*** Opening Task inputs ***

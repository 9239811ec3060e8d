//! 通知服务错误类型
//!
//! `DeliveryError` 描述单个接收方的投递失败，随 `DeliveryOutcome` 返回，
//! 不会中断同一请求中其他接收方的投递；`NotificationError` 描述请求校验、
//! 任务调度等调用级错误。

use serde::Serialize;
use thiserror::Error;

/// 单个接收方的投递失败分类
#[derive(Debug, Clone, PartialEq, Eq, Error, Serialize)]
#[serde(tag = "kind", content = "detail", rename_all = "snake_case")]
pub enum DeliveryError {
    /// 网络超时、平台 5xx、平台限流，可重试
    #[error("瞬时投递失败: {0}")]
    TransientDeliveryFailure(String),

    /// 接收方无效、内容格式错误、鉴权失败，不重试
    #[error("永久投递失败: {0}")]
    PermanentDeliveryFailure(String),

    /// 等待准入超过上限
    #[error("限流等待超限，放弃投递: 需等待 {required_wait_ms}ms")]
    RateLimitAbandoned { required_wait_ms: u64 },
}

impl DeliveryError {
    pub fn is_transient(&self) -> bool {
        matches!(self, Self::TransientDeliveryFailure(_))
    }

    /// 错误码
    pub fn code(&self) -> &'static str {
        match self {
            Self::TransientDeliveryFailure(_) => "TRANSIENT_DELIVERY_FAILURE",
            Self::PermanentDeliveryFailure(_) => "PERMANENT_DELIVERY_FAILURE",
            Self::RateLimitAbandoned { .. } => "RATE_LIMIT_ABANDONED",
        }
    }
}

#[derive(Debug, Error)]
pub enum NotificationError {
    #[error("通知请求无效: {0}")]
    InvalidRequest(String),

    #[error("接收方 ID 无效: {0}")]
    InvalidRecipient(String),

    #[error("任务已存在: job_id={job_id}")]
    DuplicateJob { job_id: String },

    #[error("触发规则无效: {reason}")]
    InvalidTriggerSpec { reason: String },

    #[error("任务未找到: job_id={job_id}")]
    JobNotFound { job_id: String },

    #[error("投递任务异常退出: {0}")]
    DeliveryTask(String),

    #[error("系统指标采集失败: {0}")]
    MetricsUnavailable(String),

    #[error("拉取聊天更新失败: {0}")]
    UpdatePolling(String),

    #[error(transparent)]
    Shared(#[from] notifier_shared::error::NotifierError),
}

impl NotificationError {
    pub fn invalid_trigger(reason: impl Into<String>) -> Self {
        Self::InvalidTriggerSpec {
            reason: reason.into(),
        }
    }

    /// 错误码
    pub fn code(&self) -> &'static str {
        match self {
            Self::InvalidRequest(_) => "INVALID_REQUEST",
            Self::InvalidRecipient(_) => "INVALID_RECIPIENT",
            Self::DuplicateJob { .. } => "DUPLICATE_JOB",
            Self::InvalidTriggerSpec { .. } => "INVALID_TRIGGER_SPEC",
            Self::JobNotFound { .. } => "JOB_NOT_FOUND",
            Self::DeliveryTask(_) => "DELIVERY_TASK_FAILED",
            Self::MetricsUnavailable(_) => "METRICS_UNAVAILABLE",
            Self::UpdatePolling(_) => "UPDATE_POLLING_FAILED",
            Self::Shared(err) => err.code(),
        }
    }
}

*** Closing Task inputs ***
*** Opening Task inputs ***

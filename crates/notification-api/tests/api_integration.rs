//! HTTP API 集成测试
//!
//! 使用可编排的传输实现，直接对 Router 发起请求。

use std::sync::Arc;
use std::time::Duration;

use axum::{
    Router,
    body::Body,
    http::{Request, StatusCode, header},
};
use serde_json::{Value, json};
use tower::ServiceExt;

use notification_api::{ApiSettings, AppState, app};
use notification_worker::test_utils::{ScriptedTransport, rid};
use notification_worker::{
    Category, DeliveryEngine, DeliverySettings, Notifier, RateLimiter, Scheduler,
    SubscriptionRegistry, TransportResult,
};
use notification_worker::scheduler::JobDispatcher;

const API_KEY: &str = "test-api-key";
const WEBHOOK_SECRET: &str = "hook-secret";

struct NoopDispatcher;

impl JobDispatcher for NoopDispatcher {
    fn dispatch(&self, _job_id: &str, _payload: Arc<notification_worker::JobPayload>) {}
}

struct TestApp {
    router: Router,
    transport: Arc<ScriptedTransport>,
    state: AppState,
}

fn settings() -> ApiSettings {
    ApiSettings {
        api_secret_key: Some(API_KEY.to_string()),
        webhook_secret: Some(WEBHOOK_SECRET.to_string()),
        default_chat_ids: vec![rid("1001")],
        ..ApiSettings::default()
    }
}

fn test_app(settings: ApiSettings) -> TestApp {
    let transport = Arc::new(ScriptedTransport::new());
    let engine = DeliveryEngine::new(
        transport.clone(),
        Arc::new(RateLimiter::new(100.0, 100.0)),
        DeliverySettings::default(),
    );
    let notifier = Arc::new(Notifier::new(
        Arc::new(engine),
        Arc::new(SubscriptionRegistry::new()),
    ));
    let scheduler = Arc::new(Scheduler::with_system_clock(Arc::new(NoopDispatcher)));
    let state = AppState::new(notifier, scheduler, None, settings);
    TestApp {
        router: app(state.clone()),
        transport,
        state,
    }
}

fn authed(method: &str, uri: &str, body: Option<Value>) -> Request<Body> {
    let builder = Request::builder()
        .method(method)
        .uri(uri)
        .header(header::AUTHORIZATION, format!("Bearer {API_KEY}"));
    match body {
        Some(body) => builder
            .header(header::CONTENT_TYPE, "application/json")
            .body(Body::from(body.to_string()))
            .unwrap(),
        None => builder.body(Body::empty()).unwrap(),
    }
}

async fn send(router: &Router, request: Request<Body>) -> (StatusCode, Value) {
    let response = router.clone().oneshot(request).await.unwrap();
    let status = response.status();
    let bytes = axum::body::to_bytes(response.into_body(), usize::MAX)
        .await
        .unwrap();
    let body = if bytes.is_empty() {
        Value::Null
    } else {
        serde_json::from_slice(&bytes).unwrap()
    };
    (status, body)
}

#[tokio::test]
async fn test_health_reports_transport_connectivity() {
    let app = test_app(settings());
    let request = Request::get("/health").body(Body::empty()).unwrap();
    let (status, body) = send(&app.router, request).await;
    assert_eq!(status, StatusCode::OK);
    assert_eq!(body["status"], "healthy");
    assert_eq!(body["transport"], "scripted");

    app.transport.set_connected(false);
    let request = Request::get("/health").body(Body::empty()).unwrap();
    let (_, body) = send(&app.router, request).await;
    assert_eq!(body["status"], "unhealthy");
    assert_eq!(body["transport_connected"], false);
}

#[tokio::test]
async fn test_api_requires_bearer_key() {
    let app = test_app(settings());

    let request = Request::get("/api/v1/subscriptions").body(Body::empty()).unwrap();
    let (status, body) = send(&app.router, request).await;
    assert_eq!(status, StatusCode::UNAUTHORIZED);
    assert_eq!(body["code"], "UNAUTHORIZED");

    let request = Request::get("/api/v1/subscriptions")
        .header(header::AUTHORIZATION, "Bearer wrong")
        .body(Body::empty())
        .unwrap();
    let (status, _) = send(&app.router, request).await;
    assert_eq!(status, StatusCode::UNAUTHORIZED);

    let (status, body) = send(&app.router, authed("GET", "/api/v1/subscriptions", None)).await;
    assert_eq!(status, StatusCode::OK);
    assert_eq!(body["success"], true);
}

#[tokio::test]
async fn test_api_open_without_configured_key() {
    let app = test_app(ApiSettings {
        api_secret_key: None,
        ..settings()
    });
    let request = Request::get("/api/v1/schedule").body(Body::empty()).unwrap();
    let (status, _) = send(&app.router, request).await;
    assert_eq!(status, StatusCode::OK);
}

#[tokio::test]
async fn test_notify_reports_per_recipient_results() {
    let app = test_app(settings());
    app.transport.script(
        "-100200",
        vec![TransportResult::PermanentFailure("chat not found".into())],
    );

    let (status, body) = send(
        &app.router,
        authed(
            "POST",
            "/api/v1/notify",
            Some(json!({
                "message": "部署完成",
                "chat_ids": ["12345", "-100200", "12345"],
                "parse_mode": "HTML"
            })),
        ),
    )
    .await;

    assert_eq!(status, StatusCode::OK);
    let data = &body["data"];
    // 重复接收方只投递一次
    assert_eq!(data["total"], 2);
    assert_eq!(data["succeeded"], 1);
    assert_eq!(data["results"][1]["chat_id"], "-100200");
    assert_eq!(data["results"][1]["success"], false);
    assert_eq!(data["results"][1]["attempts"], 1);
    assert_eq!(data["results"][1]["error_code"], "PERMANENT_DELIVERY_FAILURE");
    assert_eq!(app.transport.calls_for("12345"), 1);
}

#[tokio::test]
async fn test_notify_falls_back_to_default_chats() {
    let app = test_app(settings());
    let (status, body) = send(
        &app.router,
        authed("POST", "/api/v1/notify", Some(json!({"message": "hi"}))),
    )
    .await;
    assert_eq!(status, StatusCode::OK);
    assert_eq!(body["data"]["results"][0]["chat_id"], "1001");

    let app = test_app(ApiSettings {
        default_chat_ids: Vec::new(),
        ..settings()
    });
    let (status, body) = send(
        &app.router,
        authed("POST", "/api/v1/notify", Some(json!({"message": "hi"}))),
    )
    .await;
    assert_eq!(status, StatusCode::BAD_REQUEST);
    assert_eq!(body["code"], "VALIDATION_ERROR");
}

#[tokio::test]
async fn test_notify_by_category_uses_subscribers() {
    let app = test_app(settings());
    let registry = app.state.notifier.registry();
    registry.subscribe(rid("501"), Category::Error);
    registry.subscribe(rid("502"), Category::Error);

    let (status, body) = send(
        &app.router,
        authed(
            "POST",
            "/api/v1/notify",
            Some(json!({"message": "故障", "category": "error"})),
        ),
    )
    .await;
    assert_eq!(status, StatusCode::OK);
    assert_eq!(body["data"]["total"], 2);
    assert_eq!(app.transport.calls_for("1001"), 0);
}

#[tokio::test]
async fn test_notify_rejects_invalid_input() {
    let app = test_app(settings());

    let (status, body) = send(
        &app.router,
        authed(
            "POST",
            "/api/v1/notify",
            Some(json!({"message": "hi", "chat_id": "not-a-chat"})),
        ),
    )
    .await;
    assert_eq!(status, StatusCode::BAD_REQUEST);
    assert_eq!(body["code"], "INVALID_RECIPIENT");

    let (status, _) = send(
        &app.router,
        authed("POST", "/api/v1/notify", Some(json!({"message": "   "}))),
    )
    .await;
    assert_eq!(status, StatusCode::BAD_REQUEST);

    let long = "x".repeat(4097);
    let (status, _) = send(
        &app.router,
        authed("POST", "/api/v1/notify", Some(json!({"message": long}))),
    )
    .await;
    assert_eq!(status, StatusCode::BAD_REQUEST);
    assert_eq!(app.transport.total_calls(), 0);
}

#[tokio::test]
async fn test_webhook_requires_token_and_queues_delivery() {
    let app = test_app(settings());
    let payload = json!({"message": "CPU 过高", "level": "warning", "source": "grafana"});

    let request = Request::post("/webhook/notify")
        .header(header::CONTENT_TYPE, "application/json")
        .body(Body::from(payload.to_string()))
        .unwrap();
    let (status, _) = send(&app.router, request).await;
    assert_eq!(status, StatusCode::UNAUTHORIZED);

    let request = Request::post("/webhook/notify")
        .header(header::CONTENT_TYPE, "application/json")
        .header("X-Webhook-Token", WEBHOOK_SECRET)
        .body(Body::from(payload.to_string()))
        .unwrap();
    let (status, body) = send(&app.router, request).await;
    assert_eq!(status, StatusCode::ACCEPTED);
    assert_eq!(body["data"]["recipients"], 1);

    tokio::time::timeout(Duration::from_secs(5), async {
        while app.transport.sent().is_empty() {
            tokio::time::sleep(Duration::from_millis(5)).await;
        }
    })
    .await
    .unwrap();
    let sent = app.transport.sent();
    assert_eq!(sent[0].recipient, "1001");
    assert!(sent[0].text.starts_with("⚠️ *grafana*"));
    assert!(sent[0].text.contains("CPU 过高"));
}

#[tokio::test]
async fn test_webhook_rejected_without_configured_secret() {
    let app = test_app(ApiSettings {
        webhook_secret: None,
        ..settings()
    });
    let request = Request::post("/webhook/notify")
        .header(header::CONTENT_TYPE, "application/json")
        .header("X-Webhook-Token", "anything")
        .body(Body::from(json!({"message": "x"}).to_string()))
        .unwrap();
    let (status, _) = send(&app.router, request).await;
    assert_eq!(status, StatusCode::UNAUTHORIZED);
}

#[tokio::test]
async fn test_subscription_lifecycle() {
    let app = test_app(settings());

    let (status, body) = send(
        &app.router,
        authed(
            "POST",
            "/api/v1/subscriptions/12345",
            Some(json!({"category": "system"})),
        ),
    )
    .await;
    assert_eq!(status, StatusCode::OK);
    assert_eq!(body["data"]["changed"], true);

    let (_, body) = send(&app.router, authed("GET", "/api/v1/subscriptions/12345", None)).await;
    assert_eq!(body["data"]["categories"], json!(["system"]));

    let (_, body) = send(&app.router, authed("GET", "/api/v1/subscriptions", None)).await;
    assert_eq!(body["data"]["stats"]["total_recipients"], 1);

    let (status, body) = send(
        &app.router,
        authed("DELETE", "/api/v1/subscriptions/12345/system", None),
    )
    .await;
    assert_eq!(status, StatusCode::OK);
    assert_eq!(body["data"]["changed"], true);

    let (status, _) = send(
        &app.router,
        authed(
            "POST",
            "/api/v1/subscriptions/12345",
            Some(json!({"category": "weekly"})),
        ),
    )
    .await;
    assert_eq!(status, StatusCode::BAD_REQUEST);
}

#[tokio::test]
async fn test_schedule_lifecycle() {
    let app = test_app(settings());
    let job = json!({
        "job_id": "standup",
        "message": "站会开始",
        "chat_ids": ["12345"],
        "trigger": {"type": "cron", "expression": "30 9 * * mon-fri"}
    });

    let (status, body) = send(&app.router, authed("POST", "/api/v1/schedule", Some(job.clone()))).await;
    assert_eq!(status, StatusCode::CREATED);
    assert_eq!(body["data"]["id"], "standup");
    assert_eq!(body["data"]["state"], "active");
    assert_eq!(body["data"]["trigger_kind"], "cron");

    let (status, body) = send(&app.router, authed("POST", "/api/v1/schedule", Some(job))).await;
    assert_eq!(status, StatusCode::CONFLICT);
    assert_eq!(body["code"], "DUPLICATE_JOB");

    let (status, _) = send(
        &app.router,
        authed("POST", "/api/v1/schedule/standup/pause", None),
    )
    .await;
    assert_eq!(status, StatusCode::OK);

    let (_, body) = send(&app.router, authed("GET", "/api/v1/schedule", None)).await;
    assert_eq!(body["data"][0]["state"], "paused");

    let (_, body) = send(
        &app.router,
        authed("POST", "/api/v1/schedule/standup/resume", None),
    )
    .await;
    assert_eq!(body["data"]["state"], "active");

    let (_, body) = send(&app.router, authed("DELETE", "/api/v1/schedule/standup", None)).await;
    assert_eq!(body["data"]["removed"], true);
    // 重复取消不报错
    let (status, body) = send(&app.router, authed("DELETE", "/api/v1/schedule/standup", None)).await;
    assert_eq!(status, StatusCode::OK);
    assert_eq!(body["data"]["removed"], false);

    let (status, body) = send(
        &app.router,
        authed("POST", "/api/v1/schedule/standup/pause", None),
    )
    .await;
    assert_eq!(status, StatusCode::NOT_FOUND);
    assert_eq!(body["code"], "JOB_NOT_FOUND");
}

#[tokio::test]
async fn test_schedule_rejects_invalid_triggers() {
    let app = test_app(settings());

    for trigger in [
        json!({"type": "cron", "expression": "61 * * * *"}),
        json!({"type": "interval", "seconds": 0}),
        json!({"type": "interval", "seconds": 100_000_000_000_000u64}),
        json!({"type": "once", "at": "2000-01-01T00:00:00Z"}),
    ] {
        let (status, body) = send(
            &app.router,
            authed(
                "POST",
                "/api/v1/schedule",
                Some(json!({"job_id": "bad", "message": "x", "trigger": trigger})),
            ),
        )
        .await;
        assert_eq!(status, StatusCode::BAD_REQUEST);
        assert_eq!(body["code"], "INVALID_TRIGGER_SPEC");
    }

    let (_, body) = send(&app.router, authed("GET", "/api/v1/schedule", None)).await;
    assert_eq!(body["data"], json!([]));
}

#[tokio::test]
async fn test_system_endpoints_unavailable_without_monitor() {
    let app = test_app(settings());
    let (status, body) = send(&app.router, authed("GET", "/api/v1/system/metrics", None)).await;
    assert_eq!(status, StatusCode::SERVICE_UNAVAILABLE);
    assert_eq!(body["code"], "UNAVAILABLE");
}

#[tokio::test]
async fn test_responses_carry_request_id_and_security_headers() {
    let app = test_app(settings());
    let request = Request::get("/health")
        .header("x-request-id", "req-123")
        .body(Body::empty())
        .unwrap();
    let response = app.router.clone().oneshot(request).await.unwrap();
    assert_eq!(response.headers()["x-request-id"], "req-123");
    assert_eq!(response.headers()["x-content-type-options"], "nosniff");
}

*** Closing Task inputs ***

Exercise details: Find each line above with the string "time", then report how many there are. Write only the number.

Output of the task: 3